The firm administrator has been asking for a written policy for 18 months. The managing partner cannot draft one from scratch, map six state-bar opinions, write the engagement-letter language, and train 24 attorneys — while also running the firm.

Below is the policy. Copy it, change the bracketed values for your firm, walk it to your ethics partner. The Opinion 512 alignment brief, the engagement-letter clauses, the carrier-renewal pack, and the state-bar overlay are on this page in the same form.

Artifact 01 — The 1-page policy

Firm AI-use policy template.

Replace bracketed values with your firm's. Reads in 12 minutes. Your ethics partner reviews and approves with documented revisions. One signed copy lives in the firm's policy binder.

Download the Word template aba-512-policy-template.docx · policy + engagement-letter clauses + carrier-renewal pack · placeholders highlighted in yellow

Policy text — copy from here

[FIRM NAME] — Generative AI Use Policy

Effective [DATE]. Reviewed annually by [ETHICS PARTNER NAME].

1. Authorized tools.

The following AI tools are authorized for use on client matters: [AUTHORIZED TOOLS — e.g. Harvey, Spellbook, Casetext CoCounsel, ChatGPT Enterprise, Lexis+ AI]. No other AI tool may be used on client confidences without prior written approval from [ETHICS PARTNER]. Personal accounts on consumer AI tools (free ChatGPT, free Claude, Gemini personal) are prohibited for any client work.

2. Confidentiality (Rule 1.6).

Every authorized tool operates in a tenant-isolated environment.
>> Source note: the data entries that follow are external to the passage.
//! Test run data model
//!
//! A [`TestRun`] is the unit of work for one profile. It holds one
//! [`PhaseRecord`] per [`Phase`], each finalized exactly once. The
//! [`RunState`] transition table describes the linear pipeline with its
//! single failure sink.

use camino::Utf8PathBuf;
use chrono::{DateTime, Utc};
use serde::{Deserialize, Serialize};
use strum::IntoEnumIterator;

use crate::hypervisor::VmInstance;

/// Test phases, in execution order.
#[derive(
    Debug,
    Clone,
    Copy,
    PartialEq,
    Eq,
    Hash,
    PartialOrd,
    Ord,
    Serialize,
    Deserialize,
    strum::Display,
    strum::EnumIter,
)]
#[serde(rename_all = "kebab-case")]
#[strum(serialize_all = "kebab-case")]
pub enum Phase {
    Provision,
    Boot,
    Install,
    Reboot,
    Validate,
}

/// Result of a single phase.
#[derive(
    Debug, Clone, Copy, PartialEq, Eq, Serialize, Deserialize, strum::Display,
)]
#[serde(rename_all = "kebab-case")]
#[strum(serialize_all = "kebab-case")]
pub enum PhaseOutcome {
    Pending,
    Success,
    Failed,
    TimedOut,
    Aborted,
    Skipped,
}

/// Why a run failed, kept distinct so an installer failure is never
/// confused with a post-install validation failure.
#[derive(
    Debug, Clone, Copy, PartialEq, Eq, Serialize, Deserialize, strum::Display,
)]
#[serde(rename_all = "kebab-case")]
#[strum(serialize_all = "kebab-case")]
pub enum FailureKind {
    Hypervisor,
    Timeout,
    CriticalInstall,
    InstallerExit,
    Validation,
    Remote,
    Aborted,
    Internal,
}

#[derive(Debug, thiserror::Error, PartialEq, Eq)]
pub enum RecordError {
    #[error("phase {0} was already finalized")]
    AlreadyFinalized(Phase),
    #[error("cannot finalize phase {0} as pending")]
    PendingOutcome(Phase),
    #[error("invalid transition {from} -> {to}")]
    InvalidTransition { from: RunState, to: RunState },
}

/// Result of one phase of one run.
#[derive(Debug, Clone, PartialEq, Serialize, Deserialize)]
pub struct PhaseRecord {
    pub phase: Phase,
    pub outcome: PhaseOutcome,
    #[serde(default, skip_serializing_if = "Option::is_none")]
    pub started_at: Option<DateTime<Utc>>,
    #[serde(default, skip_serializing_if = "Option::is_none")]
    pub finished_at: Option<DateTime<Utc>>,
    /// Error text for a failed phase.
    #[serde(default, skip_serializing_if = "Option::is_none")]
    pub error: Option<String>,
    /// Last lines of output captured before a failure.
    #[serde(default, skip_serializing_if = "Vec::is_empty")]
    pub diagnostic: Vec<String>,
}

impl PhaseRecord {
    fn pending(phase: Phase) -> Self {
        Self {
            phase,
            outcome: PhaseOutcome::Pending,
            started_at: None,
            finished_at: None,
            error: None,
            diagnostic: Vec::new(),
        }
    }

    pub fn is_final(&self) -> bool {
        self.outcome != PhaseOutcome::Pending
    }

    pub fn duration_secs(&self) -> Option<f64> {
        let start = self.started_at?;
        let end = self.finished_at?;
        Some((end - start).num_milliseconds() as f64 / 1000.0)
    }

    fn finalize(
        &mut self,
        outcome: PhaseOutcome,
        error: Option<String>,
        diagnostic: Vec<String>,
    ) -> Result<(), RecordError> {
        if self.is_final() {
            return Err(RecordError::AlreadyFinalized(self.phase));
        }
        if outcome == PhaseOutcome::Pending {
            return Err(RecordError::PendingOutcome(self.phase));
        }
        self.outcome = outcome;
        self.finished_at = Some(Utc::now());
        self.error = error;
        self.diagnostic = diagnostic;
        Ok(())
    }
}

/// States of the per-run state machine.
#[derive(
    Debug, Clone, Copy, PartialEq, Eq, Serialize, Deserialize, strum::Display,
)]
#[serde(rename_all = "kebab-case")]
#[strum(serialize_all = "kebab-case")]
pub enum RunState {
    Idle,
    Provisioning,
    Booting,
    Installing,
    Rebooting,
    Validating,
    Reporting,
    Done,
    Failed,
}

impl RunState {
    /// The phase executed while in this state, if any.
    pub fn phase(self) -> Option<Phase> {
        match self {
            RunState::Provisioning => Some(Phase::Provision),
            RunState::Booting => Some(Phase::Boot),
            RunState::Installing => Some(Phase::Install),
            RunState::Rebooting => Some(Phase::Reboot),
            RunState::Validating => Some(Phase::Validate),
            _ => None,
        }
    }

    pub fn for_phase(phase: Phase) -> RunState {
        match phase {
            Phase::Provision => RunState::Provisioning,
            Phase::Boot => RunState::Booting,
            Phase::Install => RunState::Installing,
            Phase::Reboot => RunState::Rebooting,
            Phase::Validate => RunState::Validating,
        }
    }

    pub fn is_terminal(self) -> bool {
        matches!(self, RunState::Done)
    }

    /// Whether the pipeline permits moving from `self` to `to`.
    pub fn can_transition(self, to: RunState) -> bool {
        use RunState::*;
        match (self, to) {
            (Idle, Provisioning)
            | (Provisioning, Booting)
            | (Booting, Installing)
            | (Installing, Rebooting)
            | (Rebooting, Validating)
            | (Validating, Reporting)
            | (Reporting, Done)
            | (Failed, Reporting) => true,
            (from, Failed) => !matches!(from, Done | Failed | Reporting),
            _ => false,
        }
    }

    pub fn transition(self, to: RunState) -> Result<RunState, RecordError> {
        if self.can_transition(to) {
            Ok(to)
        } else {
            Err(RecordError::InvalidTransition { from: self, to })
        }
    }
}

/// Overall result of a run, as shown in reports.
#[derive(
    Debug, Clone, Copy, PartialEq, Eq, Serialize, Deserialize, strum::Display,
)]
#[serde(rename_all = "kebab-case")]
#[strum(serialize_all = "kebab-case")]
pub enum RunOutcome {
    Running,
    Success,
    Failed,
    TimedOut,
    Aborted,
    Skipped,
}

impl RunOutcome {
    pub fn is_failure(self) -> bool {
        matches!(
            self,
            RunOutcome::Failed | RunOutcome::TimedOut | RunOutcome::Aborted
        )
    }
}

/// The first failure of a run.
#[derive(Debug, Clone, PartialEq, Serialize, Deserialize)]
pub struct Failure {
    pub phase: Phase,
    pub kind: FailureKind,
    pub message: String,
    /// First line classified as a critical error, if that caused the failure.
    #[serde(default, skip_serializing_if = "Option::is_none")]
    pub critical_line: Option<String>,
}

/// The unit of work for one profile.
#[derive(Debug, Clone, PartialEq, Serialize, Deserialize)]
pub struct TestRun {
    pub run_id: String,
    pub profile: String,
    pub started_at: DateTime<Utc>,
    #[serde(default, skip_serializing_if = "Option::is_none")]
    pub finished_at: Option<DateTime<Utc>>,
    pub state: RunState,
    pub outcome: RunOutcome,
    pub phases: Vec<PhaseRecord>,
    #[serde(default, skip_serializing_if = "Option::is_none")]
    pub instance: Option<VmInstance>,
    #[serde(default, skip_serializing_if = "Option::is_none")]
    pub failure: Option<Failure>,
    /// Marker names seen in the installer stream, in order.
    #[serde(default)]
    pub markers: Vec<String>,
    /// Number of output lines consumed.
    #[serde(default)]
    pub lines_seen: u64,
    #[serde(default, skip_serializing_if = "Option::is_none")]
    pub log_path: Option<Utf8PathBuf>,
}

impl TestRun {
    pub fn new(profile: &str, run_id: &str) -> Self {
        Self {
            run_id: run_id.to_owned(),
            profile: profile.to_owned(),
            started_at: Utc::now(),
            finished_at: None,
            state: RunState::Idle,
            outcome: RunOutcome::Running,
            phases: Phase::iter().map(PhaseRecord::pending).collect(),
            instance: None,
            failure: None,
            markers: Vec::new(),
            lines_seen: 0,
            log_path: None,
        }
    }

    /// A run for a profile that is configured to be skipped.
    pub fn skipped(profile: &str, run_id: &str) -> Self {
        let mut run = Self::new(profile, run_id);
        for p in run.phases.iter_mut() {
            p.outcome = PhaseOutcome::Skipped;
        }
        run.state = RunState::Done;
        run.outcome = RunOutcome::Skipped;
        run.finished_at = Some(Utc::now());
        run
    }

    pub fn record(&self, phase: Phase) -> &PhaseRecord {
        // phases is always built from Phase::iter(), so the index is the discriminant
        &self.phases[phase as usize]
    }

    fn record_mut(&mut self, phase: Phase) -> &mut PhaseRecord {
        &mut self.phases[phase as usize]
    }

    /// Enter the state that executes `phase`.
    pub fn begin(&mut self, phase: Phase) -> Result<(), RecordError> {
        self.state = self.state.transition(RunState::for_phase(phase))?;
        self.record_mut(phase).started_at = Some(Utc::now());
        Ok(())
    }

    /// Finalize the current phase as successful.
    pub fn succeed(&mut self, phase: Phase) -> Result<(), RecordError> {
        self.record_mut(phase)
            .finalize(PhaseOutcome::Success, None, Vec::new())
    }

    /// Finalize `phase` with a failing outcome and move to `Failed`.
    pub fn fail(
        &mut self,
        phase: Phase,
        outcome: PhaseOutcome,
        failure: Failure,
        diagnostic: Vec<String>,
    ) -> Result<(), RecordError> {
        let next = self.state.transition(RunState::Failed)?;
        let record = self.record_mut(phase);
        if record.started_at.is_none() {
            record.started_at = Some(Utc::now());
        }
        record.finalize(outcome, Some(failure.message.clone()), diagnostic)?;
        self.state = next;
        if self.failure.is_none() {
            self.failure = Some(failure);
        }
        Ok(())
    }

    /// Derive the overall outcome: Success iff every phase succeeded.
    pub fn derive_outcome(&self) -> RunOutcome {
        if self.phases.iter().all(|p| p.outcome == PhaseOutcome::Success) {
            return RunOutcome::Success;
        }
        if self.phases.iter().all(|p| p.outcome == PhaseOutcome::Skipped) {
            return RunOutcome::Skipped;
        }
        let first_bad = self.phases.iter().find(|p| {
            !matches!(p.outcome, PhaseOutcome::Success | PhaseOutcome::Skipped)
        });
        match first_bad.map(|p| p.outcome) {
            Some(PhaseOutcome::TimedOut) => RunOutcome::TimedOut,
            Some(PhaseOutcome::Aborted) => RunOutcome::Aborted,
            Some(PhaseOutcome::Pending) if self.state != RunState::Done => RunOutcome::Running,
            _ => RunOutcome::Failed,
        }
    }

    /// Report phase: mark unreached phases as skipped and make the run terminal.
    pub fn finish(&mut self) -> Result<(), RecordError> {
        let failed = self.state == RunState::Failed;
        self.state = self.state.transition(RunState::Reporting)?;
        if failed {
            for p in self.phases.iter_mut().filter(|p| !p.is_final()) {
                p.finalize(PhaseOutcome::Skipped, None, Vec::new())?;
            }
        }
        self.state = self.state.transition(RunState::Done)?;
        self.outcome = self.derive_outcome();
        self.finished_at = Some(Utc::now());
        Ok(())
    }

    /// The phase that is currently executing, if any.
    pub fn current_phase(&self) -> Option<Phase> {
        self.state.phase()
    }
}

#[cfg(test)]
mod tests {
    use super::*;

    fn failure(phase: Phase, kind: FailureKind) -> Failure {
        Failure {
            phase,
            kind,
            message: format!("{kind} in {phase}"),
            critical_line: None,
        }
    }

    #[test]
    fn test_happy_path() {
        let mut run = TestRun::new("vm", "r1");
        for phase in Phase::iter() {
            run.begin(phase).unwrap();
            run.succeed(phase).unwrap();
        }
        run.finish().unwrap();
        assert_eq!(run.state, RunState::Done);
        assert_eq!(run.outcome, RunOutcome::Success);
        assert!(run.phases.iter().all(|p| p.duration_secs().is_some()));
    }

    #[test]
    fn test_failure_skips_remaining() {
        let mut run = TestRun::new("server", "r1");
        run.begin(Phase::Provision).unwrap();
        run.succeed(Phase::Provision).unwrap();
        run.begin(Phase::Boot).unwrap();
        run.succeed(Phase::Boot).unwrap();
        run.begin(Phase::Install).unwrap();
        run.fail(
            Phase::Install,
            PhaseOutcome::TimedOut,
            failure(Phase::Install, FailureKind::Timeout),
            vec!["last line".into()],
        )
        .unwrap();
        assert_eq!(run.state, RunState::Failed);
        run.finish().unwrap();
        assert_eq!(run.outcome, RunOutcome::TimedOut);
        assert_eq!(run.record(Phase::Install).outcome, PhaseOutcome::TimedOut);
        assert_eq!(run.record(Phase::Install).diagnostic, vec!["last line"]);
        assert_eq!(run.record(Phase::Reboot).outcome, PhaseOutcome::Skipped);
        assert_eq!(run.record(Phase::Validate).outcome, PhaseOutcome::Skipped);
        assert_eq!(run.failure.as_ref().unwrap().phase, Phase::Install);
    }

    #[test]
    fn test_finalized_once() {
        let mut run = TestRun::new("vm", "r1");
        run.begin(Phase::Provision).unwrap();
        run.succeed(Phase::Provision).unwrap();
        assert_eq!(
            run.succeed(Phase::Provision),
            Err(RecordError::AlreadyFinalized(Phase::Provision))
        );
        let before = run.record(Phase::Provision).clone();
        assert!(run
            .fail(
                Phase::Provision,
                PhaseOutcome::Failed,
                failure(Phase::Provision, FailureKind::Internal),
                vec![]
            )
            .is_err());
        assert_eq!(run.record(Phase::Provision), &before);
    }

    #[test]
    fn test_transition_table() {
        use RunState::*;
        assert!(Idle.can_transition(Provisioning));
        assert!(!Idle.can_transition(Installing));
        assert!(!Installing.can_transition(Validating));
        for s in [Idle, Provisioning, Booting, Installing, Rebooting, Validating] {
            assert!(s.can_transition(Failed), "{s} -> failed");
        }
        assert!(!Done.can_transition(Failed));
        assert!(!Failed.can_transition(Installing));
        assert!(Failed.can_transition(Reporting));
        assert!(Reporting.can_transition(Done));
        assert!(Done.is_terminal());
    }

    #[test]
    fn test_skipped_run() {
        let run = TestRun::skipped("server", "r1");
        assert_eq!(run.outcome, RunOutcome::Skipped);
        assert_eq!(run.derive_outcome(), RunOutcome::Skipped);
        assert!(!run.outcome.is_failure());
    }

    #[test]
    fn test_serde_roundtrip_of_failed_run() {
        let mut run = TestRun::new("vm", "r1");
        run.begin(Phase::Provision).unwrap();
        run.fail(
            Phase::Provision,
            PhaseOutcome::Failed,
            failure(Phase::Provision, FailureKind::Hypervisor),
            vec![],
        )
        .unwrap();
        run.finish().unwrap();
        let json = serde_json::to_string(&run).unwrap();
        assert!(json.contains(r#""outcome":"failed""#));
        let back: TestRun = serde_json::from_str(&json).unwrap();
        assert_eq!(back, run);
    }
}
Inputs are not used to train the underlying model and are not accessible to other tenants of the vendor. The firm holds a written data-handling attestation from each vendor in [VENDOR FILE LOCATION]. Before any AI tool is used on a matter where client confidences are involved, the matter file must contain the specific consent clause referenced in the engagement letter (see Artifact 03 below).
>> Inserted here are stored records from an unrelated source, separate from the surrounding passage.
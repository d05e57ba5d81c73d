//! Integration tests for vmit

use std::process::Output;

use camino::{Utf8Path, Utf8PathBuf};
use color_eyre::eyre::{eyre, Context};
use color_eyre::Result;
use libtest_mimic::{Arguments, Trial};
use serde_json::Value;
use xshell::{cmd, Shell};

pub(crate) use integration_tests::{
    integration_test, libvirt_integration_test, libvirt_tests_enabled, INTEGRATION_TESTS,
    LIBVIRT_INTEGRATION_TEST_LABEL,
};

/// Get the path to the vmit binary, checking VMIT_PATH env var first, then falling back to "vmit"
pub(crate) fn get_vmit_command() -> Result<String> {
    if let Ok(path) = std::env::var("VMIT_PATH") {
        return Ok(path);
    }
    // Force the user to set this if we're running from the project dir
    if let Some(path) = ["target/debug/vmit", "target/release/vmit"]
        .into_iter()
        .find(|p| Utf8Path::new(p).exists())
    {
        return Err(eyre!(
            "Detected {path} - set VMIT_PATH={path} to run using this binary"
        ));
    }
    Ok("vmit".to_owned())
}

/// Captured output from a command with decoded stdout/stderr strings
pub(crate) struct CapturedOutput {
    pub output: Output,
    pub stdout: String,
    pub stderr: String,
}

impl CapturedOutput {
    pub fn new(output: Output) -> Self {
        let stdout = String::from_utf8_lossy(&output.stdout).into_owned();
        let stderr = String::from_utf8_lossy(&output.stderr).into_owned();
        Self {
            output,
            stdout,
            stderr,
        }
    }

    /// Assert that the command succeeded, printing debug info on failure
    pub fn assert_success(&self, context: &str) {
        assert!(
            self.output.status.success(),
            "{} failed: {}",
            context,
            self.stderr
        );
    }

    pub fn exit_code(&self) -> Option<i32> {
        self.output.status.code()
    }
}

/// Run vmit with `args`, capturing output; the environment never points at a user config.
pub(crate) fn run_vmit(args: &[&str]) -> Result<CapturedOutput> {
    let vmit = get_vmit_command()?;
    let output = std::process::Command::new(&vmit)
        .args(args)
        .env_remove("VMIT_CONFIG")
        .output()
        .with_context(|| format!("Running {vmit}"))?;
    Ok(CapturedOutput::new(output))
}

fn tempdir() -> Result<(tempfile::TempDir, Utf8PathBuf)> {
    let td = tempfile::tempdir()?;
    let path = Utf8PathBuf::try_from(td.path().to_path_buf())?;
    Ok((td, path))
}

/// Write a configuration that keeps state and logs under `dir`.
fn write_config(dir: &Utf8Path, extra: &str) -> Result<Utf8PathBuf> {
    let path = dir.join("vmit.toml");
    let text = format!(
        "[paths]\nstate_file = \"{dir}/state.json\"\nlog_dir = \"{dir}/logs\"\n\n{extra}"
    );
    std::fs::write(&path, text)?;
    Ok(path)
}

fn test_config_check_defaults() -> Result<()> {
    let out = run_vmit(&["config", "check"])?;
    out.assert_success("config check");
    if !out.stdout.contains("built-in defaults: 3 profile(s)") {
        return Err(eyre!("Unexpected output: {}", out.stdout));
    }
    Ok(())
}
integration_test!(test_config_check_defaults);

fn test_config_check_rejects_missing_marker() -> Result<()> {
    let (_td, dir) = tempdir()?;
    let config = write_config(
        &dir,
        "[[rule]]\npattern = \"kernel panic\"\ntag = \"critical\"\n",
    )?;
    let out = run_vmit(&["--config", config.as_str(), "config", "check"])?;
    if out.output.status.success() {
        return Err(eyre!("config check accepted a ruleset without install-complete"));
    }
    if !out.stderr.contains("install-complete") {
        return Err(eyre!("Unexpected error: {}", out.stderr));
    }
    Ok(())
}
integration_test!(test_config_check_rejects_missing_marker);

fn test_classify_log() -> Result<()> {
    let sh = Shell::new()?;
    let vmit = get_vmit_command()?;
    let (_td, dir) = tempdir()?;
    let log = dir.join("install.log");
    std::fs::write(
        &log,
        "Starting install\n\x1b[31merror: Disko partitioning failed\x1b[0m\nInstallation complete\n",
    )?;
    let output = cmd!(sh, "{vmit} classify {log}")
        .env_remove("VMIT_CONFIG")
        .ignore_status()
        .output()?;
    let stdout = String::from_utf8(output.stdout)?;
    let lines: Vec<&str> = stdout.lines().collect();
    if lines.len() != 2 {
        return Err(eyre!("Expected two tagged lines, got: {stdout}"));
    }
    if !lines[0].starts_with("critical:") || !lines[1].starts_with("marker:install-complete") {
        return Err(eyre!("Unexpected classification: {stdout}"));
    }
    // A critical line makes the exit status non-zero
    if output.status.code() != Some(1) {
        return Err(eyre!("Unexpected exit status: {:?}", output.status));
    }
    Ok(())
}
integration_test!(test_classify_log);

fn test_status_and_report_from_state_file() -> Result<()> {
    let (_td, dir) = tempdir()?;
    let config = write_config(&dir, "")?;
    let succeeded = |p: &str| serde_json::json!({ "phase": p, "outcome": "success" });
    let skipped = |p: &str| serde_json::json!({ "phase": p, "outcome": "skipped" });
    let all_succeeded: Vec<Value> = ["provision", "boot", "install", "reboot", "validate"]
        .into_iter()
        .map(succeeded)
        .collect();
    let state = serde_json::json!({
        "version": 1,
        "runs": {
            "vm": {
                "run_id": "20260101000000-0001",
                "profile": "vm",
                "started_at": "2026-01-01T00:00:00Z",
                "finished_at": "2026-01-01T00:20:00Z",
                "state": "done",
                "outcome": "success",
                "phases": all_succeeded,
            },
            "server": {
                "run_id": "20260101000000-0002",
                "profile": "server",
                "started_at": "2026-01-01T00:00:00Z",
                "state": "done",
                "outcome": "failed",
                "phases": [
                    succeeded("provision"),
                    succeeded("boot"),
                    {
                        "phase": "install",
                        "outcome": "failed",
                        "error": "critical installer output: kernel panic",
                        "diagnostic": ["kernel panic - not syncing"]
                    },
                    skipped("reboot"),
                    skipped("validate"),
                ],
                "failure": {
                    "phase": "install",
                    "kind": "critical-install",
                    "message": "critical installer output: kernel panic",
                    "critical_line": "kernel panic - not syncing"
                }
            }
        }
    });
    std::fs::write(dir.join("state.json"), serde_json::to_string_pretty(&state)?)?;

    let out = run_vmit(&["--config", config.as_str(), "report", "--json"])?;
    if out.exit_code() != Some(1) {
        return Err(eyre!("report should fail when a run failed: {}", out.stderr));
    }
    let report: Value = serde_json::from_str(&out.stdout).context("Parsing report JSON")?;
    if report["summary"]["total"] != 2 || report["summary"]["failed"] != 1 {
        return Err(eyre!("Unexpected summary: {}", report["summary"]));
    }

    let out = run_vmit(&["--config", config.as_str(), "status", "server"])?;
    out.assert_success("status server");
    if !out.stdout.contains("kernel panic - not syncing") {
        return Err(eyre!("Diagnostic missing from status: {}", out.stdout));
    }
    Ok(())
}
integration_test!(test_status_and_report_from_state_file);

/// Full pipeline against a real hypervisor, using the configuration named by
/// VMIT_TEST_CONFIG.
fn test_run_single_profile() -> Result<()> {
    let config = std::env::var("VMIT_TEST_CONFIG")
        .context("VMIT_TEST_CONFIG must name a configuration for libvirt tests")?;
    let out = run_vmit(&["--config", &config, "run", "--quiet", "--json", "-p", "vm"])?;
    out.assert_success("run -p vm");
    let report: Value = serde_json::from_str(&out.stdout)?;
    let run = &report["runs"][0];
    if run["outcome"] != "success" {
        return Err(eyre!("Run did not succeed: {run}"));
    }
    Ok(())
}
libvirt_integration_test!(test_run_single_profile);

fn main() {
    // Integration tests are only supported on Linux
    if std::env::consts::OS != "linux" {
        eprintln!(
            "Integration tests are only supported on Linux (current OS: {})",
            std::env::consts::OS
        );
        eprintln!("Skipping all integration tests.");
        std::process::exit(0);
    }

    let args = Arguments::from_args();
    let libvirt = libvirt_tests_enabled();

    let tests: Vec<Trial> = INTEGRATION_TESTS
        .iter()
        .map(|test| {
            let f = test.f;
            let trial = Trial::test(test.name, move || {
                f().map_err(|e| format!("{:?}", e).into())
            });
            if test.libvirt {
                trial
                    .with_kind(LIBVIRT_INTEGRATION_TEST_LABEL)
                    .with_ignored_flag(!libvirt)
            } else {
                trial
            }
        })
        .collect();

    libtest_mimic::run(&args, tests).exit();
}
3. Supervision (Rules 5.1 and 5.3).

AI is treated as nonlawyer assistance under Rule 5.3. Every AI-assisted work product is reviewed by a responsible attorney before any use, filing, or transmission. The responsible attorney is competent in the tool under Rule 1.1 (see §4 below). The supervision chain is documented in the matter file.

4. Competence (Rule 1.1, Comment 8).

Every attorney authorized to use an AI tool has completed training specific to that tool — its capabilities, its known failure modes, the verification discipline, the categories of work the tool is not used for. Training records are retained in [HR / TRAINING FILE LOCATION]. Partners who supervise AI-assisted work product are trained on the same standard as the associates.

5. Candor (Rules 3.1 and 3.3).

AI-assisted litigation work product is cite-checked against primary source before any partner signs. Standing-order compliance is verified per district before any filing. The firm maintains a current standing-order register at [REGISTER LOCATION].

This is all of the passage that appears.